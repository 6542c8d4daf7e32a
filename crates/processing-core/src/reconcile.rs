//! Duration reconciliation.
//!
//! Forces each resolved clip to its scene's declared duration. All durations
//! are quantized to the output frame grid so that trims start on a frame and
//! loop seams land exactly on frame boundaries.
//!
//! Policy, in priority order:
//! 1. within half a frame of the target: pass through unchanged
//! 2. scene asks for retiming: stretch or compress playback speed
//! 3. longer than the target: trim, keeping the part selected by the anchor
//! 4. shorter than the target: loop from the start, then cut at the target

use mvgen_common::MvgenError;
use mvgen_project_model::{
    ClipStatus, MediaInfo, ReconcileOptions, ReconcilePlan, ReconciledClip, ResolvedClip,
    SpeedPolicy, TrimAnchor,
};

/// Slack used when flooring frame counts that are integral up to float noise.
const FRAME_EPSILON: f64 = 1e-6;

/// Plans trims, loops and retimes on a fixed frame grid.
#[derive(Debug, Clone, Copy)]
pub struct DurationReconciler {
    frame_rate: f64,
}

/// Reconciliation failures. All of them fail only the affected scene.
#[derive(Debug, Clone, PartialEq, thiserror::Error)]
pub enum ReconcileError {
    #[error("scene `{scene_id}`: clip is not ready ({status:?})")]
    NotReady { scene_id: String, status: ClipStatus },

    #[error("scene `{scene_id}`: clip has zero or unreadable duration ({duration_secs})")]
    ZeroDuration { scene_id: String, duration_secs: f64 },

    #[error("scene `{scene_id}`: clip of {duration_secs:.4}s is shorter than one frame")]
    ShorterThanFrame { scene_id: String, duration_secs: f64 },

    #[error("scene `{scene_id}`: invalid target duration {target_secs}")]
    InvalidTarget { scene_id: String, target_secs: f64 },
}

impl ReconcileError {
    pub fn scene_id(&self) -> &str {
        match self {
            Self::NotReady { scene_id, .. }
            | Self::ZeroDuration { scene_id, .. }
            | Self::ShorterThanFrame { scene_id, .. }
            | Self::InvalidTarget { scene_id, .. } => scene_id,
        }
    }
}

impl From<ReconcileError> for MvgenError {
    fn from(err: ReconcileError) -> Self {
        MvgenError::reconciliation(err.scene_id().to_string(), err.to_string())
    }
}

impl DurationReconciler {
    /// Create a reconciler for the given output frame rate. Non-positive
    /// rates fall back to 30 fps.
    pub fn new(frame_rate: f64) -> Self {
        let frame_rate = if frame_rate.is_finite() && frame_rate > 0.0 {
            frame_rate
        } else {
            30.0
        };
        Self { frame_rate }
    }

    pub fn frame_rate(&self) -> f64 {
        self.frame_rate
    }

    pub fn frame_secs(&self) -> f64 {
        1.0 / self.frame_rate
    }

    /// Round a duration to the nearest whole frame (at least one frame).
    pub fn quantize(&self, secs: f64) -> f64 {
        let frames = (secs * self.frame_rate).round().max(1.0);
        frames / self.frame_rate
    }

    /// Reconcile a resolved clip to `target_secs`.
    pub fn reconcile(
        &self,
        clip: &ResolvedClip,
        target_secs: f64,
        options: ReconcileOptions,
    ) -> Result<ReconciledClip, ReconcileError> {
        let media = match (&clip.media, clip.status) {
            (Some(media), ClipStatus::Ready) => media,
            _ => {
                return Err(ReconcileError::NotReady {
                    scene_id: clip.scene_id.clone(),
                    status: clip.status,
                })
            }
        };
        let plan = self.plan(&clip.scene_id, media, target_secs, options)?;
        Ok(ReconciledClip {
            scene_id: clip.scene_id.clone(),
            path: clip.path.clone(),
            media: media.clone(),
            target_secs,
            plan,
        })
    }

    /// Plan how `media` becomes `target_secs` long.
    pub fn plan(
        &self,
        scene_id: &str,
        media: &MediaInfo,
        target_secs: f64,
        options: ReconcileOptions,
    ) -> Result<ReconcilePlan, ReconcileError> {
        let native = media.duration_secs;
        if !native.is_finite() || native <= 0.0 {
            return Err(ReconcileError::ZeroDuration {
                scene_id: scene_id.to_string(),
                duration_secs: native,
            });
        }
        if !target_secs.is_finite() || target_secs <= 0.0 {
            return Err(ReconcileError::InvalidTarget {
                scene_id: scene_id.to_string(),
                target_secs,
            });
        }

        let fps = self.frame_rate;
        let target = self.quantize(target_secs);
        let native_frames = (native * fps + FRAME_EPSILON).floor();
        if native_frames < 1.0 {
            return Err(ReconcileError::ShorterThanFrame {
                scene_id: scene_id.to_string(),
                duration_secs: native,
            });
        }

        if (native - target).abs() <= 0.5 / fps {
            return Ok(ReconcilePlan::Passthrough {
                duration_secs: target,
            });
        }

        if options.policy == SpeedPolicy::Retime {
            return Ok(ReconcilePlan::Retime {
                factor: target / native,
                duration_secs: target,
            });
        }

        if native > target {
            let excess = native - target;
            let raw_start = match options.anchor {
                TrimAnchor::Start => 0.0,
                TrimAnchor::Center => excess / 2.0,
                TrimAnchor::End => excess,
            };
            let start = (raw_start * fps + FRAME_EPSILON).floor() / fps;
            return Ok(ReconcilePlan::Trim {
                start_secs: start,
                duration_secs: target,
            });
        }

        let source = native_frames / fps;
        let iterations = (target / source - FRAME_EPSILON).ceil().max(1.0) as u32;
        Ok(ReconcilePlan::Loop {
            iterations,
            source_secs: source,
            duration_secs: target,
        })
    }
}

/// Output times at which a looped clip restarts from its first frame.
pub fn loop_points(plan: &ReconcilePlan) -> Vec<f64> {
    match plan {
        ReconcilePlan::Loop {
            iterations,
            source_secs,
            duration_secs,
        } => (1..*iterations)
            .map(|k| k as f64 * source_secs)
            .filter(|t| *t < *duration_secs)
            .collect(),
        _ => vec![],
    }
}

/// Largest distance, in seconds, between a loop seam and the frame grid.
pub fn seam_error_secs(plan: &ReconcilePlan, frame_rate: f64) -> f64 {
    loop_points(plan)
        .into_iter()
        .map(|t| {
            let frames = t * frame_rate;
            (frames - frames.round()).abs() / frame_rate
        })
        .fold(0.0, f64::max)
}

#[cfg(test)]
mod tests {
    use super::*;
    use mvgen_project_model::ClipOrigin;
    use proptest::prelude::*;

    fn clip(duration_secs: f64) -> ResolvedClip {
        ResolvedClip::ready(
            "scene",
            "/tmp/scene.mp4",
            ClipOrigin::File,
            MediaInfo {
                duration_secs,
                width: 1080,
                height: 1920,
                fps: 30.0,
                has_audio: false,
                codec: "h264".to_string(),
            },
        )
    }

    fn anchored(anchor: TrimAnchor) -> ReconcileOptions {
        ReconcileOptions {
            anchor,
            ..Default::default()
        }
    }

    #[test]
    fn test_exact_duration_passes_through() {
        let r = DurationReconciler::new(30.0);
        let out = r.reconcile(&clip(5.0), 5.0, Default::default()).unwrap();
        assert_eq!(out.plan, ReconcilePlan::Passthrough { duration_secs: 5.0 });
        assert_eq!(out.path, clip(5.0).path);
    }

    #[test]
    fn test_within_half_frame_passes_through() {
        let r = DurationReconciler::new(30.0);
        let out = r.reconcile(&clip(5.01), 5.0, Default::default()).unwrap();
        assert!(matches!(out.plan, ReconcilePlan::Passthrough { .. }));
    }

    #[test]
    fn test_three_second_clip_loops_to_ten() {
        let r = DurationReconciler::new(30.0);
        let out = r.reconcile(&clip(3.0), 10.0, Default::default()).unwrap();
        match &out.plan {
            ReconcilePlan::Loop {
                iterations,
                source_secs,
                duration_secs,
            } => {
                assert_eq!(*iterations, 4);
                assert!((source_secs - 3.0).abs() < 1e-9);
                assert!((duration_secs - 10.0).abs() < 1e-9);
            }
            other => panic!("expected loop, got {other:?}"),
        }
        let seams = loop_points(&out.plan);
        assert_eq!(seams.len(), 3);
        assert!(seam_error_secs(&out.plan, 30.0) <= 1.0 / 30.0);
    }

    #[test]
    fn test_long_clip_trims_by_anchor() {
        let r = DurationReconciler::new(30.0);
        let start = |anchor| match r.plan("s", clip(8.0).media.as_ref().unwrap(), 5.0, anchored(anchor)) {
            Ok(ReconcilePlan::Trim { start_secs, .. }) => start_secs,
            other => panic!("expected trim, got {other:?}"),
        };
        assert_eq!(start(TrimAnchor::Start), 0.0);
        assert!((start(TrimAnchor::Center) - 1.5).abs() < 1e-9);
        assert!((start(TrimAnchor::End) - 3.0).abs() < 1e-9);
    }

    #[test]
    fn test_retime_policy_overrides_loop() {
        let r = DurationReconciler::new(30.0);
        let options = ReconcileOptions {
            policy: SpeedPolicy::Retime,
            ..Default::default()
        };
        let out = r.reconcile(&clip(4.0), 8.0, options).unwrap();
        match out.plan {
            ReconcilePlan::Retime {
                factor,
                duration_secs,
            } => {
                assert!((factor - 2.0).abs() < 1e-9);
                assert!((duration_secs - 8.0).abs() < 1e-9);
            }
            other => panic!("expected retime, got {other:?}"),
        }
    }

    #[test]
    fn test_zero_duration_fails() {
        let r = DurationReconciler::new(30.0);
        let err = r.reconcile(&clip(0.0), 5.0, Default::default()).unwrap_err();
        assert!(matches!(err, ReconcileError::ZeroDuration { .. }));
        let mvgen: MvgenError = err.into();
        assert_eq!(mvgen.scene_id(), Some("scene"));
    }

    #[test]
    fn test_failed_clip_is_rejected() {
        let r = DurationReconciler::new(30.0);
        let err = r
            .reconcile(&clip(5.0).fail("probe failed"), 5.0, Default::default())
            .unwrap_err();
        assert!(matches!(err, ReconcileError::NotReady { .. }));
    }

    #[test]
    fn test_sub_frame_clip_fails() {
        let r = DurationReconciler::new(30.0);
        let err = r.reconcile(&clip(0.01), 5.0, Default::default()).unwrap_err();
        assert!(matches!(err, ReconcileError::ShorterThanFrame { .. }));
    }

    proptest! {
        #[test]
        fn prop_output_matches_target_within_half_frame(
            native in 0.1f64..30.0,
            target in 0.1f64..30.0,
            fps in prop::sample::select(vec![24.0, 25.0, 30.0, 60.0]),
        ) {
            let r = DurationReconciler::new(fps);
            let out = r.reconcile(&clip(native), target, Default::default()).unwrap();
            prop_assert!((out.duration_secs() - target).abs() <= 0.5 / fps + 1e-9);
        }

        #[test]
        fn prop_reconcile_is_idempotent(
            native in 0.1f64..30.0,
            target in 0.1f64..30.0,
        ) {
            let r = DurationReconciler::new(30.0);
            let first = r.reconcile(&clip(native), target, Default::default()).unwrap();
            let again = r
                .reconcile(&clip(first.duration_secs()), first.duration_secs(), Default::default())
                .unwrap();
            prop_assert_eq!(
                again.plan,
                ReconcilePlan::Passthrough { duration_secs: first.duration_secs() }
            );
        }

        #[test]
        fn prop_loop_seams_stay_on_frame_grid(
            native in 0.1f64..5.0,
            extra in 0.5f64..20.0,
        ) {
            let r = DurationReconciler::new(30.0);
            let out = r.reconcile(&clip(native), native + extra, Default::default()).unwrap();
            if let ReconcilePlan::Loop { iterations, source_secs, duration_secs } = out.plan {
                prop_assert!(iterations as f64 * source_secs >= duration_secs - 1e-9);
                prop_assert!(seam_error_secs(&out.plan, 30.0) <= 1.0 / 30.0);
            }
        }

        #[test]
        fn prop_trim_window_stays_inside_source(
            native in 1.0f64..30.0,
            cut in 0.1f64..0.9,
            anchor in prop::sample::select(vec![TrimAnchor::Start, TrimAnchor::Center, TrimAnchor::End]),
        ) {
            let r = DurationReconciler::new(30.0);
            let out = r.reconcile(&clip(native), native * cut, anchored(anchor)).unwrap();
            if let ReconcilePlan::Trim { start_secs, duration_secs } = out.plan {
                prop_assert!(start_secs >= 0.0);
                prop_assert!(start_secs + duration_secs <= native + 0.5 / 30.0 + 1e-9);
            }
        }
    }
}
##########
PROBLEM » Scan the records above for the word "TrimAnchor" and return every line where it occurs.

SOLUTION FOR THIS TASK »
    SpeedPolicy, TrimAnchor,
                TrimAnchor::Start => 0.0,
                TrimAnchor::Center => excess / 2.0,
                TrimAnchor::End => excess,
    fn anchored(anchor: TrimAnchor) -> ReconcileOptions {
        assert_eq!(start(TrimAnchor::Start), 0.0);
        assert!((start(TrimAnchor::Center) - 1.5).abs() < 1e-9);
        assert!((start(TrimAnchor::End) - 3.0).abs() < 1e-9);
            anchor in prop::sample::select(vec![TrimAnchor::Start, TrimAnchor::Center, TrimAnchor::End]),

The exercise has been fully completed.